» Work item:
Output the records exactly. Include every line.

» Exercise data:
mod photo;
mod token;
mod user;

use sqlx::sqlite::{SqlitePool, SqlitePoolOptions};

pub use photo::{NewPhoto, Photo, PhotoPatch, PhotoStore};
pub use token::{RefreshToken, RefreshTokenStore};
pub use user::{User, UserRole, UserStore};

#[derive(Clone)]
pub struct Database {
    pool: SqlitePool,
}

impl Database {
    /// Open or create a database at the given path.
    /// Use ":memory:" for an in-memory database.
    pub async fn open(path: &str) -> Result<Self, sqlx::Error> {
        let url = if path == ":memory:" {
            "sqlite::memory:".to_string()
        } else {
            format!("sqlite:{}?mode=rwc", path)
        };

        let pool = SqlitePoolOptions::new()
            .max_connections(5)
            .connect(&url)
            .await?;

        let db = Self { pool };
        db.migrate().await?;
        Ok(db)
    }

    /// Get the current schema version.
    async fn get_version(&self) -> Result<i32, sqlx::Error> {
        let result: Option<(i32,)> = sqlx::query_as("SELECT version FROM schema_version LIMIT 1")
            .fetch_optional(&self.pool)
            .await?;
        Ok(result.map(|r| r.0).unwrap_or(0))
    }

    /// Set the schema version within a transaction.
    async fn set_version(
        tx: &mut sqlx::Transaction<'_, sqlx::Sqlite>,
        version: i32,
    ) -> Result<(), sqlx::Error> {
        sqlx::query("DELETE FROM schema_version")
            .execute(&mut **tx)
            .await?;
        sqlx::query("INSERT INTO schema_version (version) VALUES (?)")
            .bind(version)
            .execute(&mut **tx)
            .await?;
        Ok(())
    }

    /// Run database migrations.
    async fn migrate(&self) -> Result<(), sqlx::Error> {
        sqlx::query("CREATE TABLE IF NOT EXISTS schema_version (version INTEGER NOT NULL)")
            .execute(&self.pool)
            .await?;

        let version = self.get_version().await?;

        if version < 1 {
            self.migrate_v1().await?;
        }

        Ok(())
    }

    /// Execute a list of queries in a transaction, then set the version.
    async fn run_migration(
        &self,
        version: i32,
        queries: &[&'static str],
    ) -> Result<(), sqlx::Error> {
        let mut tx = self.pool.begin().await?;
        for query in queries {
            sqlx::query(*query).execute(&mut *tx).await?;
        }
        Self::set_version(&mut tx, version).await?;
        tx.commit().await?;
        Ok(())
    }

    async fn migrate_v1(&self) -> Result<(), sqlx::Error> {
        self.run_migration(
            1,
            &[
                // Users table
                "CREATE TABLE users (
                    id INTEGER PRIMARY KEY AUTOINCREMENT,
                    uuid TEXT UNIQUE NOT NULL,
                    username TEXT UNIQUE NOT NULL COLLATE NOCASE,
                    email TEXT UNIQUE NOT NULL COLLATE NOCASE,
                    password_hash TEXT NOT NULL,
                    role TEXT NOT NULL DEFAULT 'user',
                    created_at TEXT NOT NULL DEFAULT (datetime('now'))
                )",
                "CREATE INDEX idx_users_uuid ON users(uuid)",
                "CREATE INDEX idx_users_username ON users(username)",
                "CREATE INDEX idx_users_email ON users(email)",
                // Refresh tokens table (one row per live session)
                "CREATE TABLE refresh_tokens (
                    id INTEGER PRIMARY KEY AUTOINCREMENT,
                    user_id INTEGER NOT NULL REFERENCES users(id) ON DELETE CASCADE,
                    token TEXT UNIQUE NOT NULL,
                    expires_at INTEGER NOT NULL,
                    created_at TEXT NOT NULL DEFAULT (datetime('now'))
                )",
                "CREATE INDEX idx_refresh_tokens_user_id ON refresh_tokens(user_id)",
                "CREATE INDEX idx_refresh_tokens_token ON refresh_tokens(token)",
                "CREATE INDEX idx_refresh_tokens_expires_at ON refresh_tokens(expires_at)",
                // Photos table
                "CREATE TABLE photos (
                    id INTEGER PRIMARY KEY AUTOINCREMENT,
                    uuid TEXT UNIQUE NOT NULL,
                    title TEXT NOT NULL,
                    description TEXT,
                    image_url TEXT NOT NULL,
                    alt TEXT NOT NULL,
                    category_name TEXT NOT NULL,
                    category_slug TEXT NOT NULL,
                    date_taken TEXT,
                    location TEXT,
                    created_at TEXT NOT NULL DEFAULT (datetime('now')),
                    updated_at TEXT NOT NULL DEFAULT (datetime('now'))
                )",
                "CREATE INDEX idx_photos_uuid ON photos(uuid)",
                "CREATE INDEX idx_photos_category_slug ON photos(category_slug)",
                "CREATE INDEX idx_photos_created_at ON photos(created_at)",
            ],
        )
        .await
    }

    /// Get the user store.
    pub fn users(&self) -> UserStore {
        UserStore::new(self.pool.clone())
    }

    /// Get the refresh token store.
    pub fn refresh_tokens(&self) -> RefreshTokenStore {
        RefreshTokenStore::new(self.pool.clone())
    }

    /// Get the photo store.
    pub fn photos(&self) -> PhotoStore {
        PhotoStore::new(self.pool.clone())
    }

    /// Get the underlying connection pool (for tests that need raw SQL access).
    pub fn pool(&self) -> &SqlitePool {
        &self.pool
    }
}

» Answer area:
mod photo;
mod token;
mod user;

use sqlx::sqlite::{SqlitePool, SqlitePoolOptions};

pub use photo::{NewPhoto, Photo, PhotoPatch, PhotoStore};
pub use token::{RefreshToken, RefreshTokenStore};
pub use user::{User, UserRole, UserStore};

#[derive(Clone)]
pub struct Database {
    pool: SqlitePool,
}

impl Database {
    /// Open or create a database at the given path.
    /// Use ":memory:" for an in-memory database.
    pub async fn open(path: &str) -> Result<Self, sqlx::Error> {
        let url = if path == ":memory:" {
            "sqlite::memory:".to_string()
        } else {
            format!("sqlite:{}?mode=rwc", path)
        };

        let pool = SqlitePoolOptions::new()
            .max_connections(5)
            .connect(&url)
            .await?;

        let db = Self { pool };
        db.migrate().await?;
        Ok(db)
    }

    /// Get the current schema version.
    async fn get_version(&self) -> Result<i32, sqlx::Error> {
        let result: Option<(i32,)> = sqlx::query_as("SELECT version FROM schema_version LIMIT 1")
            .fetch_optional(&self.pool)
            .await?;
        Ok(result.map(|r| r.0).unwrap_or(0))
    }

    /// Set the schema version within a transaction.
    async fn set_version(
        tx: &mut sqlx::Transaction<'_, sqlx::Sqlite>,
        version: i32,
    ) -> Result<(), sqlx::Error> {
        sqlx::query("DELETE FROM schema_version")
            .execute(&mut **tx)
            .await?;
        sqlx::query("INSERT INTO schema_version (version) VALUES (?)")
            .bind(version)
            .execute(&mut **tx)
            .await?;
        Ok(())
    }

    /// Run database migrations.
    async fn migrate(&self) -> Result<(), sqlx::Error> {
        sqlx::query("CREATE TABLE IF NOT EXISTS schema_version (version INTEGER NOT NULL)")
            .execute(&self.pool)
            .await?;

        let version = self.get_version().await?;

        if version < 1 {
            self.migrate_v1().await?;
        }

        Ok(())
    }

    /// Execute a list of queries in a transaction, then set the version.
    async fn run_migration(
        &self,
        version: i32,
        queries: &[&'static str],
    ) -> Result<(), sqlx::Error> {
        let mut tx = self.pool.begin().await?;
        for query in queries {
            sqlx::query(*query).execute(&mut *tx).await?;
        }
        Self::set_version(&mut tx, version).await?;
        tx.commit().await?;
        Ok(())
    }

    async fn migrate_v1(&self) -> Result<(), sqlx::Error> {
        self.run_migration(
            1,
            &[
                // Users table
                "CREATE TABLE users (
                    id INTEGER PRIMARY KEY AUTOINCREMENT,
                    uuid TEXT UNIQUE NOT NULL,
                    username TEXT UNIQUE NOT NULL COLLATE NOCASE,
                    email TEXT UNIQUE NOT NULL COLLATE NOCASE,
                    password_hash TEXT NOT NULL,
                    role TEXT NOT NULL DEFAULT 'user',
                    created_at TEXT NOT NULL DEFAULT (datetime('now'))
                )",
                "CREATE INDEX idx_users_uuid ON users(uuid)",
                "CREATE INDEX idx_users_username ON users(username)",
                "CREATE INDEX idx_users_email ON users(email)",
                // Refresh tokens table (one row per live session)
                "CREATE TABLE refresh_tokens (
                    id INTEGER PRIMARY KEY AUTOINCREMENT,
                    user_id INTEGER NOT NULL REFERENCES users(id) ON DELETE CASCADE,
                    token TEXT UNIQUE NOT NULL,
                    expires_at INTEGER NOT NULL,
                    created_at TEXT NOT NULL DEFAULT (datetime('now'))
                )",
                "CREATE INDEX idx_refresh_tokens_user_id ON refresh_tokens(user_id)",
                "CREATE INDEX idx_refresh_tokens_token ON refresh_tokens(token)",
                "CREATE INDEX idx_refresh_tokens_expires_at ON refresh_tokens(expires_at)",
                // Photos table
                "CREATE TABLE photos (
                    id INTEGER PRIMARY KEY AUTOINCREMENT,
                    uuid TEXT UNIQUE NOT NULL,
                    title TEXT NOT NULL,
                    description TEXT,
                    image_url TEXT NOT NULL,
                    alt TEXT NOT NULL,
                    category_name TEXT NOT NULL,
                    category_slug TEXT NOT NULL,
                    date_taken TEXT,
                    location TEXT,
                    created_at TEXT NOT NULL DEFAULT (datetime('now')),
                    updated_at TEXT NOT NULL DEFAULT (datetime('now'))
                )",
                "CREATE INDEX idx_photos_uuid ON photos(uuid)",
                "CREATE INDEX idx_photos_category_slug ON photos(category_slug)",
                "CREATE INDEX idx_photos_created_at ON photos(created_at)",
            ],
        )
        .await
    }

    /// Get the user store.
    pub fn users(&self) -> UserStore {
        UserStore::new(self.pool.clone())
    }

    /// Get the refresh token store.
    pub fn refresh_tokens(&self) -> RefreshTokenStore {
        RefreshTokenStore::new(self.pool.clone())
    }

    /// Get the photo store.
    pub fn photos(&self) -> PhotoStore {
        PhotoStore::new(self.pool.clone())
    }

    /// Get the underlying connection pool (for tests that need raw SQL access).
    pub fn pool(&self) -> &SqlitePool {
        &self.pool
    }
}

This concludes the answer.